Using the textbook by Wild & Seber as a guide, I document some statistical lessons in this notebook.

This chapter is about variables that define classes or group membership. Tables of measurements are now replaced by tables of counts, and we focus on proportions (probabilities) rather than means. Tables are based on samples, and the sample proportions in the tables will be estimates of the true underlying population proportions.

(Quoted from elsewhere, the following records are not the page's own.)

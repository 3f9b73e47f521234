//! Normalized, point-in-time view of a page.
//!
//! A [`PageSnapshot`] is never patched: every capture produces a new value and
//! the previous one is dropped by the session.

use std::collections::hash_map::DefaultHasher;
use std::fmt::Write as _;
use std::hash::{Hash, Hasher};
use std::sync::Arc;

use base64::Engine as _;
use base64::engine::general_purpose::STANDARD;
use serde::{Deserialize, Serialize};

/// Upper bound on the element listing sent to the oracle.
pub const PROMPT_SNAPSHOT_MAX_CHARS: usize = 4000;

#[derive(Debug, Clone, Copy, PartialEq, Eq, Hash, Serialize, Deserialize)]
#[serde(rename_all = "snake_case")]
pub enum Role {
    Link,
    Button,
    Input,
    Select,
}

impl Role {
    pub fn as_str(self) -> &'static str {
        match self {
            Role::Link => "link",
            Role::Button => "button",
            Role::Input => "input",
            Role::Select => "select",
        }
    }
}

#[derive(Debug, Clone, Copy, Default, PartialEq, Serialize, Deserialize)]
pub struct Bounds {
    pub x: f64,
    pub y: f64,
    pub width: f64,
    pub height: f64,
}

#[derive(Debug, Clone, PartialEq, Serialize, Deserialize)]
pub struct InteractiveElement {
    pub role: Role,
    pub text: String,
    pub label: Option<String>,
    pub bounds: Bounds,
    /// Selector that matches this element and nothing else on the page.
    pub locator: String,
}

impl InteractiveElement {
    /// Case-insensitive match against the visible text or accessible label.
    pub fn matches_text(&self, needle: &str) -> bool {
        let needle = needle.trim();
        self.text.trim().eq_ignore_ascii_case(needle)
            || self
                .label
                .as_deref()
                .is_some_and(|label| label.trim().eq_ignore_ascii_case(needle))
    }

    pub fn display_name(&self) -> &str {
        if !self.text.trim().is_empty() {
            self.text.trim()
        } else {
            self.label.as_deref().unwrap_or("").trim()
        }
    }
}

#[derive(Debug, Clone, PartialEq, Eq, Serialize, Deserialize)]
pub struct FormField {
    pub name: String,
    pub field_type: String,
    pub value: String,
    pub required: bool,
    pub locator: String,
}

#[derive(Debug, Clone, Default, PartialEq, Eq, Hash, Serialize, Deserialize)]
pub struct ContentRegion {
    /// Heading chain from the outermost section down to this region's heading.
    pub headings: Vec<String>,
    pub level: u8,
    pub blocks: Vec<String>,
}

/// PNG bytes shared between the snapshot and anything that needs to ship them.
#[derive(Clone, Default, PartialEq, Eq)]
pub struct Screenshot {
    png: Arc<Vec<u8>>,
}

impl Screenshot {
    pub fn new(png: Vec<u8>) -> Self {
        Self { png: Arc::new(png) }
    }

    pub fn bytes(&self) -> &[u8] {
        &self.png
    }

    pub fn len(&self) -> usize {
        self.png.len()
    }

    pub fn is_empty(&self) -> bool {
        self.png.is_empty()
    }

    pub fn to_base64(&self) -> String {
        STANDARD.encode(self.png.as_slice())
    }

    pub fn data_url(&self) -> String {
        format!("data:image/png;base64,{}", self.to_base64())
    }
}

impl std::fmt::Debug for Screenshot {
    fn fmt(&self, f: &mut std::fmt::Formatter<'_>) -> std::fmt::Result {
        write!(f, "Screenshot({} bytes)", self.png.len())
    }
}

#[derive(Debug, Clone, Default)]
pub struct PageSnapshot {
    /// Monotonic capture number within a session.
    pub seq: u64,
    pub url: String,
    pub title: String,
    pub scroll_x: i64,
    pub scroll_y: i64,
    pub elements: Vec<InteractiveElement>,
    pub form_fields: Vec<FormField>,
    pub regions: Vec<ContentRegion>,
    pub screenshot: Screenshot,
}

impl PageSnapshot {
    /// Placeholder for a session that has not looked at a page yet.
    pub fn blank() -> Self {
        Self {
            url: "about:blank".to_string(),
            ..Self::default()
        }
    }

    pub fn host(&self) -> Option<String> {
        url::Url::parse(&self.url)
            .ok()
            .and_then(|u| u.host_str().map(|h| h.trim_start_matches("www.").to_string()))
    }

    pub fn elements_matching_text(&self, text: &str) -> Vec<&InteractiveElement> {
        self.elements.iter().filter(|el| el.matches_text(text)).collect()
    }

    pub fn element_by_locator(&self, locator: &str) -> Option<&InteractiveElement> {
        self.elements.iter().find(|el| el.locator == locator)
    }

    pub fn field_by_locator(&self, locator: &str) -> Option<&FormField> {
        self.form_fields.iter().find(|f| f.locator == locator)
    }

    /// Whether any heading or text block mentions `needle` (case-insensitive).
    pub fn mentions(&self, needle: &str) -> bool {
        let needle = needle.to_lowercase();
        self.title.to_lowercase().contains(&needle)
            || self.regions.iter().any(|region| {
                region
                    .headings
                    .iter()
                    .chain(region.blocks.iter())
                    .any(|text| text.to_lowercase().contains(&needle))
            })
            || self
                .elements
                .iter()
                .any(|el| el.text.to_lowercase().contains(&needle))
    }

    /// Hash of the structural content, ignoring capture number and screenshot.
    pub fn fingerprint(&self) -> u64 {
        let mut hasher = DefaultHasher::new();
        self.url.hash(&mut hasher);
        self.title.hash(&mut hasher);
        for el in &self.elements {
            el.role.hash(&mut hasher);
            el.text.hash(&mut hasher);
            el.locator.hash(&mut hasher);
        }
        for field in &self.form_fields {
            field.locator.hash(&mut hasher);
            field.value.hash(&mut hasher);
        }
        self.regions.hash(&mut hasher);
        hasher.finish()
    }

    /// One-line description used in reports and logs.
    pub fn summary(&self) -> String {
        let title = if self.title.is_empty() {
            "untitled"
        } else {
            self.title.as_str()
        };
        format!(
            "{} \"{}\" ({} elements, {} fields, {} regions)",
            self.url,
            title,
            self.elements.len(),
            self.form_fields.len(),
            self.regions.len()
        )
    }

    /// Compact listing of the page for oracle prompts, one element per line.
    pub fn describe(&self) -> String {
        let mut out = format!("URL: {}\nTitle: {}\n", self.url, self.title);
        for el in &self.elements {
            let _ = write!(out, "{} \"{}\"", el.role.as_str(), el.display_name());
            if let Some(label) = el.label.as_deref().filter(|l| *l != el.text) {
                let _ = write!(out, " label=\"{label}\"");
            }
            let _ = writeln!(out, " locator={}", el.locator);
        }
        for field in &self.form_fields {
            let _ = writeln!(
                out,
                "field {} type={} value=\"{}\"{}",
                field.name,
                field.field_type,
                field.value,
                if field.required { " required" } else { "" }
            );
        }
        for region in &self.regions {
            if let Some(heading) = region.headings.last() {
                let _ = writeln!(out, "# {heading}");
            }
            for block in region.blocks.iter().take(3) {
                let _ = writeln!(out, "  \"{block}\"");
            }
        }

        if out.len() > PROMPT_SNAPSHOT_MAX_CHARS {
            let mut cut = PROMPT_SNAPSHOT_MAX_CHARS;
            while !out.is_char_boundary(cut) {
                cut -= 1;
            }
            let total = out.len();
            out.truncate(cut);
            let _ = write!(out, "\n... [truncated, {total} total chars]");
        }
        out
    }
}

#[cfg(test)]
mod tests {
    use super::*;

    fn element(text: &str, locator: &str) -> InteractiveElement {
        InteractiveElement {
            role: Role::Button,
            text: text.to_string(),
            label: None,
            bounds: Bounds::default(),
            locator: locator.to_string(),
        }
    }

    #[test]
    fn text_match_ignores_case_and_whitespace() {
        let el = element("  Sign In ", "#signin");
        assert!(el.matches_text("sign in"));
        assert!(!el.matches_text("sign"));
    }

    #[test]
    fn fingerprint_ignores_capture_number() {
        let a = PageSnapshot {
            seq: 1,
            url: "https://example.com/".into(),
            elements: vec![element("Go", "#go")],
            ..PageSnapshot::default()
        };
        let b = PageSnapshot { seq: 2, ..a.clone() };
        assert_eq!(a.fingerprint(), b.fingerprint());

        let c = PageSnapshot {
            elements: vec![element("Stop", "#go")],
            ..a.clone()
        };
        assert_ne!(a.fingerprint(), c.fingerprint());
    }

    #[test]
    fn host_strips_www() {
        let snap = PageSnapshot {
            url: "https://www.example.com/path".into(),
            ..PageSnapshot::default()
        };
        assert_eq!(snap.host().as_deref(), Some("example.com"));
        assert_eq!(PageSnapshot::blank().host(), None);
    }

    #[test]
    fn describe_truncates_long_pages() {
        let snap = PageSnapshot {
            elements: (0..400)
                .map(|i| element(&format!("button number {i}"), &format!("#b{i}")))
                .collect(),
            ..PageSnapshot::blank()
        };
        let text = snap.describe();
        assert!(text.contains("[truncated"));
        assert!(text.len() < PROMPT_SNAPSHOT_MAX_CHARS + 64);
    }
}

In the way that t- and F-distributions are used for making inferences about samples of quantitative varibles, the Chi-square distribution is the main distribution handling inferences about categorical data. It is based on cmparing the observed counts in the tables with those that one might expect to get under some hypothesis about the way the underlying population proportions or probabilities are structured. If the differences between the observed and expected counts are sufficiently large, then the hypothesis will be rejected.

**One-way tables:**
- single qualitative variable with a single vector of data
- **Test for goodness-of-fit**: Do the underlying population proportions follow a hypothesized pattern?

**Two-way tables:**
- Similar as above but now two situations are of interest
    1. **Test for homogeneity**: When we have several different populations, each represented by a 1D table, do they have the same underlying proportions?
    2. **Test for independence**: When there is just one population, but the categories can now be arranged in a 2D array. Are the row and column categoires independent of each other?
- Note the perils of collapsing complex tables to simpler ones


In [1]:
import matplotlib.pyplot as plt
import numpy as np
import pandas as pd

%matplotlib inline
import seaborn as sns
from scipy import integrate, stats

# Code formatting
%load_ext nb_black

<IPython.core.display.Javascript object>

## Introduction



## Chapter review exercises

### Question 1

300 voters in a district are surveyed at random and are asked which of three majoral candidates they would vote for. Results were:

| Preferred mayor | A | B | C |
| --- | ---- | --- | -- |
| Number of voters | 119 | 97 | 84 |

In [2]:
from scipy.stats import chisquare

chisquare([119, 97, 84])

Power_divergenceResult(statistic=6.26, pvalue=0.04371779725275094)

<IPython.core.display.Javascript object>

This answer is the same that I got calculated manually and with the book.